### REQUIRED ACTION
Where the records hold the string "Present", show the whole line it sits on.

◆ ◆ ◆ ◆ ◆ ◆ ◆

//! Reference resolution and the in-memory valid-ID index.
//!
//! Target ID sets are loaded once per phase, one store call per referenced
//! collection, and every reference is then checked with a hash-set lookup.

use std::collections::{BTreeSet, HashMap, HashSet};

use common::{CollectionName, DocumentStore, StoreError};
use serde_json::{Map, Value};

use crate::policy::{IssueType, RefTarget, ReferenceRule};

/// One reference value found at a field path.
#[derive(Debug, Clone, Copy, PartialEq, Eq)]
pub enum RefSlot<'a> {
    Present(&'a str),
    /// Absent or null.
    Missing,
    /// Present but not a string, or a path segment of the wrong shape.
    Malformed,
}

/// Resolve every reference value of `path` in a document body.
///
/// `a.b` descends into objects and `a[]` iterates an array. An absent array
/// holds no references; an absent scalar yields a single [`RefSlot::Missing`].
pub fn resolve<'a>(body: &'a Map<String, Value>, path: &str) -> Vec<RefSlot<'a>> {
    let segments: Vec<&str> = path.split('.').collect();
    let mut slots = Vec::new();
    walk_object(body, &segments, &mut slots);
    slots
}

fn walk_object<'a>(object: &'a Map<String, Value>, segments: &[&str], out: &mut Vec<RefSlot<'a>>) {
    let Some((segment, rest)) = segments.split_first() else {
        return;
    };

    match segment.strip_suffix("[]") {
        Some(field) => match object.get(field) {
            None | Some(Value::Null) => {}
            Some(Value::Array(items)) => {
                for item in items {
                    walk_value(item, rest, out);
                }
            }
            Some(_) => out.push(RefSlot::Malformed),
        },
        None => match object.get(*segment) {
            None | Some(Value::Null) => out.push(RefSlot::Missing),
            Some(value) => walk_value(value, rest, out),
        },
    }
}

fn walk_value<'a>(value: &'a Value, rest: &[&str], out: &mut Vec<RefSlot<'a>>) {
    if rest.is_empty() {
        out.push(match value {
            Value::String(id) => RefSlot::Present(id),
            Value::Null => RefSlot::Missing,
            _ => RefSlot::Malformed,
        });
        return;
    }

    match value {
        Value::Object(object) => walk_object(object, rest, out),
        Value::Null => out.push(RefSlot::Missing),
        _ => out.push(RefSlot::Malformed),
    }
}

/// Valid-ID sets of the collections a phase references.
#[derive(Debug, Default, Clone)]
pub struct ReferenceIndex {
    sets: HashMap<CollectionName, HashSet<String>>,
}

impl ReferenceIndex {
    /// Load the ID set of every given collection, one query each.
    pub async fn load(
        store: &dyn DocumentStore,
        collections: impl IntoIterator<Item = CollectionName>,
    ) -> Result<Self, StoreError> {
        let mut sets = HashMap::new();
        for collection in collections {
            if sets.contains_key(&collection) {
                continue;
            }
            let ids = store.ids(collection).await?;
            tracing::debug!(
                collection = %collection,
                ids = ids.len(),
                "Loaded valid ID set"
            );
            sets.insert(collection, ids);
        }
        Ok(Self { sets })
    }

    #[cfg(test)]
    pub(crate) fn from_sets(
        sets: impl IntoIterator<Item = (CollectionName, &'static [&'static str])>,
    ) -> Self {
        Self {
            sets: sets
                .into_iter()
                .map(|(collection, ids)| {
                    (collection, ids.iter().map(|id| id.to_string()).collect())
                })
                .collect(),
        }
    }

    pub fn ids(&self, collection: CollectionName) -> Option<&HashSet<String>> {
        self.sets.get(&collection)
    }

    /// Whether `id` names a document of `collection`. Unloaded collections hold nothing.
    pub fn contains(&self, collection: CollectionName, id: &str) -> bool {
        self.sets
            .get(&collection)
            .is_some_and(|ids| ids.contains(id))
    }

    /// Whether an optional reference value is valid for `collection`.
    pub fn is_valid(&self, collection: CollectionName, id: Option<&str>) -> bool {
        id.is_some_and(|id| self.contains(collection, id))
    }

    /// Collection a rule's target resolves to for this document, if any.
    pub fn target_of(target: &RefTarget, body: &Map<String, Value>) -> Option<CollectionName> {
        match target {
            RefTarget::Collection(collection) => Some(*collection),
            RefTarget::ByKind {
                discriminator,
                kinds,
            } => {
                let kind = body.get(*discriminator)?.as_str()?.to_ascii_lowercase();
                kinds
                    .iter()
                    .find(|(name, _)| *name == kind)
                    .map(|(_, collection)| *collection)
            }
        }
    }

    /// Issue types a document violates for one rule. Empty when the document
    /// is clean for that rule.
    pub fn violations(
        &self,
        rule: &ReferenceRule,
        body: &Map<String, Value>,
    ) -> BTreeSet<IssueType> {
        let mut found = BTreeSet::new();
        let target = Self::target_of(&rule.target, body);

        for slot in resolve(body, rule.field) {
            match slot {
                RefSlot::Missing if rule.required => {
                    found.insert(IssueType::MissingRequiredField);
                }
                RefSlot::Missing => {}
                RefSlot::Malformed => {
                    found.insert(IssueType::InvalidField);
                }
                RefSlot::Present(id) => match target {
                    Some(collection) if !self.contains(collection, id) => {
                        found.insert(rule.orphan_issue);
                    }
                    _ => {}
                },
            }
        }

        found
    }
}
//! Entity model of the managed collections.
//!
//! References between collections are plain string IDs; the store enforces
//! nothing. Only the fields this engine reads or writes are modelled, every
//! other field stays untouched because writes are field-level.

use serde::{Deserialize, Serialize};
use std::fmt;
use std::str::FromStr;

/// Name of a collection in the document store.
#[derive(Debug, Clone, Copy, PartialEq, Eq, Hash, PartialOrd, Ord, Serialize, Deserialize)]
#[serde(rename_all = "lowercase")]
pub enum CollectionName {
    Users,
    Articles,
    Collections,
    Bookmarks,
    BookmarkFolders,
    BookmarkFolderLinks,
    Reports,
    ModerationAuditLogs,
    Feedbacks,
}

impl CollectionName {
    pub const ALL: [CollectionName; 9] = [
        CollectionName::Users,
        CollectionName::Articles,
        CollectionName::Collections,
        CollectionName::Bookmarks,
        CollectionName::BookmarkFolders,
        CollectionName::BookmarkFolderLinks,
        CollectionName::Reports,
        CollectionName::ModerationAuditLogs,
        CollectionName::Feedbacks,
    ];

    pub fn as_str(&self) -> &'static str {
        match self {
            CollectionName::Users => "users",
            CollectionName::Articles => "articles",
            CollectionName::Collections => "collections",
            CollectionName::Bookmarks => "bookmarks",
            CollectionName::BookmarkFolders => "bookmarkfolders",
            CollectionName::BookmarkFolderLinks => "bookmarkfolderlinks",
            CollectionName::Reports => "reports",
            CollectionName::ModerationAuditLogs => "moderationauditlogs",
            CollectionName::Feedbacks => "feedbacks",
        }
    }

    /// Audit-trail collections are never mutated by this engine.
    pub fn is_audit_trail(&self) -> bool {
        matches!(
            self,
            CollectionName::Reports | CollectionName::ModerationAuditLogs
        )
    }
}

impl fmt::Display for CollectionName {
    fn fmt(&self, f: &mut fmt::Formatter<'_>) -> fmt::Result {
        f.write_str(self.as_str())
    }
}

impl FromStr for CollectionName {
    type Err = String;

    fn from_str(s: &str) -> Result<Self, Self::Err> {
        let normalized = s.to_ascii_lowercase().replace(['-', '_'], "");
        CollectionName::ALL
            .into_iter()
            .find(|name| name.as_str() == normalized)
            .ok_or_else(|| format!("Unknown collection: {s}"))
    }
}

/// One curated entry of a collection.
#[derive(Debug, Clone, PartialEq, Eq, Serialize, Deserialize)]
#[serde(rename_all = "camelCase")]
pub struct CollectionEntry {
    #[serde(default, skip_serializing_if = "Option::is_none")]
    pub article_id: Option<String>,
    #[serde(default, skip_serializing_if = "Option::is_none")]
    pub added_by_user_id: Option<String>,
    /// Remaining entry fields (timestamps, notes) carried through untouched
    #[serde(flatten)]
    pub extra: serde_json::Map<String, serde_json::Value>,
}

impl CollectionEntry {
    pub fn new(article_id: &str, added_by_user_id: &str) -> Self {
        Self {
            article_id: Some(article_id.to_string()),
            added_by_user_id: Some(added_by_user_id.to_string()),
            extra: serde_json::Map::new(),
        }
    }
}

/// Projection of a `collections` document.
#[derive(Debug, Clone, Default, PartialEq, Serialize, Deserialize)]
#[serde(rename_all = "camelCase")]
pub struct CollectionDoc {
    #[serde(default)]
    pub creator_id: Option<String>,
    #[serde(default)]
    pub entries: Vec<CollectionEntry>,
    #[serde(default)]
    pub followers: Vec<String>,
    #[serde(default)]
    pub valid_entries_count: Option<u64>,
    #[serde(default)]
    pub followers_count: Option<u64>,
}

impl CollectionDoc {
    pub const PROJECTION: &'static [&'static str] = &[
        "creatorId",
        "entries",
        "followers",
        "validEntriesCount",
        "followersCount",
    ];
}

/// Projection of a `bookmarks` document. `nuggetId` points at an article.
#[derive(Debug, Clone, Default, PartialEq, Eq, Serialize, Deserialize)]
#[serde(rename_all = "camelCase")]
pub struct BookmarkDoc {
    #[serde(default)]
    pub user_id: Option<String>,
    #[serde(default)]
    pub nugget_id: Option<String>,
}

impl BookmarkDoc {
    pub const PROJECTION: &'static [&'static str] = &["userId", "nuggetId"];
}

#[derive(Debug, Clone, Default, PartialEq, Eq, Serialize, Deserialize)]
#[serde(rename_all = "camelCase")]
pub struct BookmarkFolderDoc {
    #[serde(default)]
    pub user_id: Option<String>,
}

impl BookmarkFolderDoc {
    pub const PROJECTION: &'static [&'static str] = &["userId"];
}

#[derive(Debug, Clone, Default, PartialEq, Eq, Serialize, Deserialize)]
#[serde(rename_all = "camelCase")]
pub struct BookmarkFolderLinkDoc {
    #[serde(default)]
    pub user_id: Option<String>,
    #[serde(default)]
    pub bookmark_id: Option<String>,
    #[serde(default)]
    pub folder_id: Option<String>,
}

impl BookmarkFolderLinkDoc {
    pub const PROJECTION: &'static [&'static str] = &["userId", "bookmarkId", "folderId"];
}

◆ ◆ ◆ ◆ ◆ ◆ ◆

### FINISHED EXERCISE
    Present(&'a str),
    /// Present but not a string, or a path segment of the wrong shape.
            Value::String(id) => RefSlot::Present(id),
                RefSlot::Present(id) => match target {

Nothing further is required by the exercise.